この「ハフィントン・ポスト」は,単なるニュースを配信するために設けられた「インターネット新聞」ではなく,さまざまなコラムニストが書く記事,さらには世界中のインターネット媒体から引用されるニュースを通じて,読者がコメントを交わしあい,インターネット上で新しい意見を生み出すための存在です。その意味でそれは,インターネット上の「パブリック・フォーラム」です。

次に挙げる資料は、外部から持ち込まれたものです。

//! Metrics collection and export module

use prometheus::{Encoder, Histogram, HistogramOpts, IntCounter, IntGauge, Opts, Registry, TextEncoder};
use std::time::Instant;

/// Per-client metrics registry
///
/// Each client owns its own [`Registry`], so several clients can live in one
/// process without colliding on metric names.
pub struct Metrics {
    registry: Registry,

    // Counters
    pub txs_sent: IntCounter,
    pub txs_failed: IntCounter,
    pub sequence_conflicts: IntCounter,
    pub sequence_cache_hits: IntCounter,
    pub sequence_cache_misses: IntCounter,
    pub batch_halvings: IntCounter,

    // Gauges
    pub held_shards: IntGauge,

    // Histograms
    pub build_latency: Histogram,
    pub broadcast_latency: Histogram,
    pub shard_hold_time: Histogram,
}

impl Metrics {
    /// Create new metrics instance
    pub fn new() -> anyhow::Result<Self> {
        let registry = Registry::new();

        let txs_sent = IntCounter::with_opts(Opts::new(
            "txs_sent_total",
            "Number of transactions accepted by the chain",
        ))?;

        let txs_failed = IntCounter::with_opts(Opts::new(
            "txs_failed_total",
            "Number of sends that ended in an error",
        ))?;

        let sequence_conflicts = IntCounter::with_opts(Opts::new(
            "sequence_conflicts_total",
            "Number of sequence mismatches reported by the chain",
        ))?;

        let sequence_cache_hits = IntCounter::with_opts(Opts::new(
            "sequence_cache_hits_total",
            "Account state served from the cache",
        ))?;

        let sequence_cache_misses = IntCounter::with_opts(Opts::new(
            "sequence_cache_misses_total",
            "Account state fetched from the chain",
        ))?;

        let batch_halvings = IntCounter::with_opts(Opts::new(
            "batch_halvings_total",
            "Number of times a batch chunk size was halved",
        ))?;

        let held_shards = IntGauge::with_opts(Opts::new(
            "sequence_held_shards",
            "Number of account lock shards currently held",
        ))?;

        let build_latency = Histogram::with_opts(
            HistogramOpts::new("build_latency_seconds", "Transaction build and sign latency")
                .buckets(vec![0.0005, 0.001, 0.005, 0.01, 0.02, 0.05, 0.1]),
        )?;

        let broadcast_latency = Histogram::with_opts(
            HistogramOpts::new("broadcast_latency_seconds", "Latency of a full send")
                .buckets(vec![0.01, 0.05, 0.1, 0.5, 1.0, 2.0, 5.0, 10.0]),
        )?;

        let shard_hold_time = Histogram::with_opts(
            HistogramOpts::new(
                "sequence_shard_hold_seconds",
                "Duration account lock shards are held",
            )
            .buckets(vec![0.001, 0.01, 0.05, 0.1, 0.5, 1.0, 5.0, 10.0]),
        )?;

        // Register all metrics
        registry.register(Box::new(txs_sent.clone()))?;
        registry.register(Box::new(txs_failed.clone()))?;
        registry.register(Box::new(sequence_conflicts.clone()))?;
        registry.register(Box::new(sequence_cache_hits.clone()))?;
        registry.register(Box::new(sequence_cache_misses.clone()))?;
        registry.register(Box::new(batch_halvings.clone()))?;
        registry.register(Box::new(held_shards.clone()))?;
        registry.register(Box::new(build_latency.clone()))?;
        registry.register(Box::new(broadcast_latency.clone()))?;
        registry.register(Box::new(shard_hold_time.clone()))?;

        Ok(Self {
            registry,
            txs_sent,
            txs_failed,
            sequence_conflicts,
            sequence_cache_hits,
            sequence_cache_misses,
            batch_halvings,
            held_shards,
            build_latency,
            broadcast_latency,
            shard_hold_time,
        })
    }

    /// Get the registry for exporting
    pub fn registry(&self) -> &Registry {
        &self.registry
    }

    /// Render the registry in the Prometheus text exposition format
    pub fn encode_text(&self) -> anyhow::Result<String> {
        let mut buf = Vec::new();
        TextEncoder::new().encode(&self.registry.gather(), &mut buf)?;
        Ok(String::from_utf8(buf)?)
    }
}

/// Timer helper for measuring operation duration
pub struct Timer {
    start: Instant,
}

impl Timer {
    pub fn new() -> Self {
        Self {
            start: Instant::now(),
        }
    }

    pub fn observe_duration(&self, histogram: &Histogram) {
        histogram.observe(self.elapsed_secs());
    }

    pub fn elapsed_secs(&self) -> f64 {
        self.start.elapsed().as_secs_f64()
    }
}

impl Default for Timer {
    fn default() -> Self {
        Self::new()
    }
}
//! Transaction builder
//!
//! This module turns a list of opaque domain messages plus a fee/gas
//! configuration into signed transaction bytes.
//!
//! ## Architecture
//!
//! - **errors**: Error taxonomy shared by the whole pipeline
//! - **fee**: Coins, gas prices and `ceil(price × gas)` fee derivation
//! - **envelope**: Message capability trait and the wire envelope
//! - **codec**: Wire format and sign-byte collaborators (`TxConfig`, `SignModeHandler`)
//! - **factory**: The single-use `TxFactory` builder
//! - **output**: `UnsignedTx` / `SignedTx`
//!
//! ## Signing order
//!
//! Signing is two-phase. A placeholder signature entry (right public key,
//! sign mode and sequence, empty bytes) is installed before the sign bytes are
//! computed, because `Direct` sign bytes cover the signer infos derived from
//! the signature list. The real signature replaces the placeholder afterwards.
//!
//! ## Usage Example
//!
//! ```rust,no_run
//! use std::sync::Arc;
//! use tx_pipeline::tx_builder::{DefaultTxConfig, RawMsg, TxError, TxFactory};
//! use tx_pipeline::wallet::LocalKeyManager;
//!
//! # fn example() -> Result<(), TxError> {
//! let keys = Arc::new(LocalKeyManager::new());
//! let alice = keys.add("alice", "password", [1u8; 32])?;
//!
//! let msg = RawMsg::new("/cosmos.bank.v1beta1.MsgSend", vec![], alice.address.clone()).boxed();
//! let bytes = TxFactory::new()
//!     .with_chain_id("test-1")
//!     .with_address(alice.address)
//!     .with_account_number(3)
//!     .with_sequence(0)
//!     .with_gas(200_000)
//!     .with_password("password")
//!     .with_key_manager(keys)
//!     .with_tx_config(Arc::new(DefaultTxConfig::default()))
//!     .build_and_sign("alice", &[msg], false)?;
//! # let _ = bytes;
//! # Ok(())
//! # }
//! ```

// Public API - Error types
pub mod errors;
pub use errors::{PipelineResult, TxError};

pub mod codec;
pub mod envelope;
pub mod factory;
pub mod fee;
pub mod output;

// Re-export key types for convenience
pub use codec::{DefaultSignModeHandler, DefaultTxConfig, SignModeHandler, TxConfig};
pub use envelope::{
    AnyMsg, BoxedMsg, Msg, PublicKey, RawMsg, SignMode, SignatureV2, SignerData, TxEnvelope,
};
pub use factory::TxFactory;
pub use fee::{Coin, Coins, DecCoin, DecCoins};
pub use output::{SignedTx, UnsignedTx};
//! Batched cross-encoder reranking of parent documents.
//!
//! The [`Scorer`] trait is the seam to the external scoring backend. The
//! [`Reranker`] splits candidates into batches, collects every score, and only
//! then sorts, so the ranking never depends on which batch answered first.

use std::collections::HashSet;
use std::ops::Range;
use std::sync::Arc;

use async_trait::async_trait;
use futures::stream::{self, StreamExt, TryStreamExt};
use tracing::{debug, error, info};

use crate::document::{ParentDocument, ScoredResult};
use crate::error::{Result, RetrievalError};

/// Candidates per scoring call unless configured otherwise.
pub const DEFAULT_BATCH_SIZE: usize = 10;

/// A relevance scoring backend, typically a cross-encoder.
///
/// `pairs` holds `(query, candidate_text)` tuples; the answer must hold one
/// score per pair, in order.
#[async_trait]
pub trait Scorer: Send + Sync {
    /// Short backend name used in errors and logs.
    fn name(&self) -> &str {
        "scorer"
    }

    /// Score every pair against `query`.
    async fn score(&self, query: &str, pairs: &[(&str, &str)]) -> Result<Vec<f32>>;
}

/// Split `len` candidates into batches of `batch_size`.
///
/// A trailing remainder shorter than `batch_size` is merged into the last
/// full batch instead of being sent on its own: 23 candidates in batches of
/// 10 give `[0..10, 10..23]`. Fewer than `batch_size` candidates form one batch.
pub fn plan_batches(len: usize, batch_size: usize) -> Vec<Range<usize>> {
    let batch_size = batch_size.max(1);
    if len == 0 {
        return Vec::new();
    }
    let full = (len / batch_size).max(1);
    let mut batches: Vec<Range<usize>> =
        (0..full).map(|i| i * batch_size..(i + 1) * batch_size).collect();
    if let Some(last) = batches.last_mut() {
        last.end = len;
    }
    batches
}

/// Reranks parent documents with a [`Scorer`].
///
/// # Example
///
/// ```rust,ignore
/// use litrag::Reranker;
///
/// let reranker = Reranker::new(Arc::new(my_scorer)).with_batch_size(10);
/// let ranked = reranker.rerank("graphene conductivity", documents, 5).await?;
/// ```
#[derive(Clone)]
pub struct Reranker {
    scorer: Arc<dyn Scorer>,
    batch_size: usize,
    concurrency: usize,
}

impl Reranker {
    /// Create a reranker issuing batches of [`DEFAULT_BATCH_SIZE`] sequentially.
    pub fn new(scorer: Arc<dyn Scorer>) -> Self {
        Self { scorer, batch_size: DEFAULT_BATCH_SIZE, concurrency: 1 }
    }

    /// Set the number of candidates per scoring call.
    pub fn with_batch_size(mut self, batch_size: usize) -> Self {
        self.batch_size = batch_size.max(1);
        self
    }

    /// Allow up to `concurrency` scoring calls in flight.
    pub fn with_concurrency(mut self, concurrency: usize) -> Self {
        self.concurrency = concurrency.max(1);
        self
    }

    /// Score `candidates` against `query` and return the best `top_k`.
    ///
    /// Candidates equal on `(id, text)` are scored once. Results are sorted by
    /// descending score; ties keep their input order. Each result carries the
    /// document's referencing sentences.
    ///
    /// # Errors
    ///
    /// Returns [`RetrievalError::ScoringBackend`] if any batch fails or returns
    /// the wrong number of scores. No partial ranking is produced.
    pub async fn rerank(
        &self,
        query: &str,
        candidates: Vec<ParentDocument>,
        top_k: usize,
    ) -> Result<Vec<ScoredResult>> {
        let candidates = unique_candidates(candidates);
        if candidates.is_empty() || top_k == 0 {
            return Ok(Vec::new());
        }

        let batches = plan_batches(candidates.len(), self.batch_size);
        let batch_count = batches.len();
        let scores: Vec<f32> = stream::iter(batches.into_iter().enumerate())
            .map(|(index, range)| self.score_batch(query, &candidates, index, range))
            .buffered(self.concurrency)
            .try_collect::<Vec<Vec<f32>>>()
            .await?
            .into_iter()
            .flatten()
            .collect();

        let mut order: Vec<usize> = (0..candidates.len()).collect();
        order.sort_by(|&a, &b| sort_key(scores[b]).total_cmp(&sort_key(scores[a])));

        let mut slots: Vec<Option<ParentDocument>> = candidates.into_iter().map(Some).collect();
        let results: Vec<ScoredResult> = order
            .into_iter()
            .take(top_k)
            .enumerate()
            .filter_map(|(rank, index)| {
                let document = slots[index].take()?;
                Some(ScoredResult {
                    referencing_sentences: document.referencing_sentences.clone(),
                    document,
                    score: scores[index],
                    rank,
                })
            })
            .collect();

        info!(
            scorer = self.scorer.name(),
            batches = batch_count,
            returned = results.len(),
            "rerank completed"
        );
        Ok(results)
    }

    async fn score_batch(
        &self,
        query: &str,
        candidates: &[ParentDocument],
        index: usize,
        range: Range<usize>,
    ) -> Result<Vec<f32>> {
        let expected = range.len();
        let pairs: Vec<(&str, &str)> =
            candidates[range].iter().map(|doc| (query, doc.text.as_str())).collect();

        debug!(scorer = self.scorer.name(), batch = index, size = expected, "scoring batch");
        let scores = self.scorer.score(query, &pairs).await.map_err(|e| {
            error!(scorer = self.scorer.name(), batch = index, error = %e, "scoring batch failed");
            match e {
                e @ RetrievalError::ScoringBackend { .. } => e,
                other => RetrievalError::ScoringBackend {
                    scorer: self.scorer.name().to_string(),
                    message: other.to_string(),
                },
            }
        })?;

        if scores.len() != expected {
            error!(
                scorer = self.scorer.name(),
                batch = index,
                expected,
                got = scores.len(),
                "score count mismatch"
            );
            return Err(RetrievalError::ScoringBackend {
                scorer: self.scorer.name().to_string(),
                message: format!("batch {index}: expected {expected} scores, got {}", scores.len()),
            });
        }
        Ok(scores)
    }
}

/// NaN sorts last; `-0.0` ties with `0.0`.
fn sort_key(score: f32) -> f32 {
    if score.is_nan() { f32::NEG_INFINITY } else { score + 0.0 }
}

fn unique_candidates(candidates: Vec<ParentDocument>) -> Vec<ParentDocument> {
    let mut seen: HashSet<(String, String)> = HashSet::with_capacity(candidates.len());
    candidates.into_iter().filter(|doc| seen.insert((doc.id.clone(), doc.text.clone()))).collect()
}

「ハフィントン・ポスト」は,2005年にアメリカで設立されました。瞬く間に読者の支持を得た「ハフィントン・ポスト」は,その後イギリス,カナダ,フランス,イタリア,スペインなどで各国版が開始されました。そしていよいよ2013年5月には,日本版の「ハフィントン・ポスト」がスタートしているのです。



ハフィントン・ポスト



私が聴きました憲法の講義で「ビラ配布の規制と表現の自由」の問題が扱われた際,ご担当の先生が「僕が学生の頃はまさに政治的な意見を述べようと思ったら『ビラ配布』をするしかなかったのですが,今憲法を学ばれている皆さんは,インターネット,さらにはメール等により容易に自分の意思を表現し,容易に社会のコンセンサスを創造していくことができますね。」と言われていたことを覚えています。



さらに申すと,インターネットの登場により,その登場前には社会で意思統一を図るための「国家」という存在はちょうどよい大きさだったのに対し,その登場後は「国家」の大きさ,スケールが社会のニーズに合わなくなっているのではないか,との指摘もされています。



その論者のご指摘は,インターネット時代には,むしろEUのような超国家こそがちょうど良い大きさであり,そこからすると,EUのような超国家と,地方公共団体のような地域という2つの存在こそが,このインターネット時代には相応しいサイズなのだ,というものなのです。



そんな,社会を大きく変えようとしているインターネットと,さらに世界中の人々が意見を交わし新しい意見を創造するために設けられた「ハフィントン・ポスト」という存在。いずれも私達の社会を変えていく社会的因子であり,法に影響を与える社会的因子でもあります。



その「ハフィントン・ポスト」上で,この度,私がコメントを担当した「宇宙葬に法的な問題はないか」を取り上げてくださいました。とても光栄に感じています。



ハフィントン・ポスト/宇宙葬に法的な問題はないか



考えてみますと,宇宙における民間活動も,近時大きな発達を遂げ,「宇宙」という社会を大きく変えようとしていますね。その活動も,もちろん社会に影響を与える社会的因子であるとともに,法に影響を与える社会的因子であります。



私のコメントも,そのような宇宙における民間活動が法の解釈に与える影響という観点からまとめたものです。「ハフィントン・ポスト」は,そのような側面に注目してくださったのかもしれません。



考えてみますと,私のその拙いコメントそのものも,小さい存在ではあるものの,1つの社会的因子であります。そのコメントが「ハフィントン・ポスト」を通じて何か世界に影響を与えるとすれば,この上ない幸せだと思います。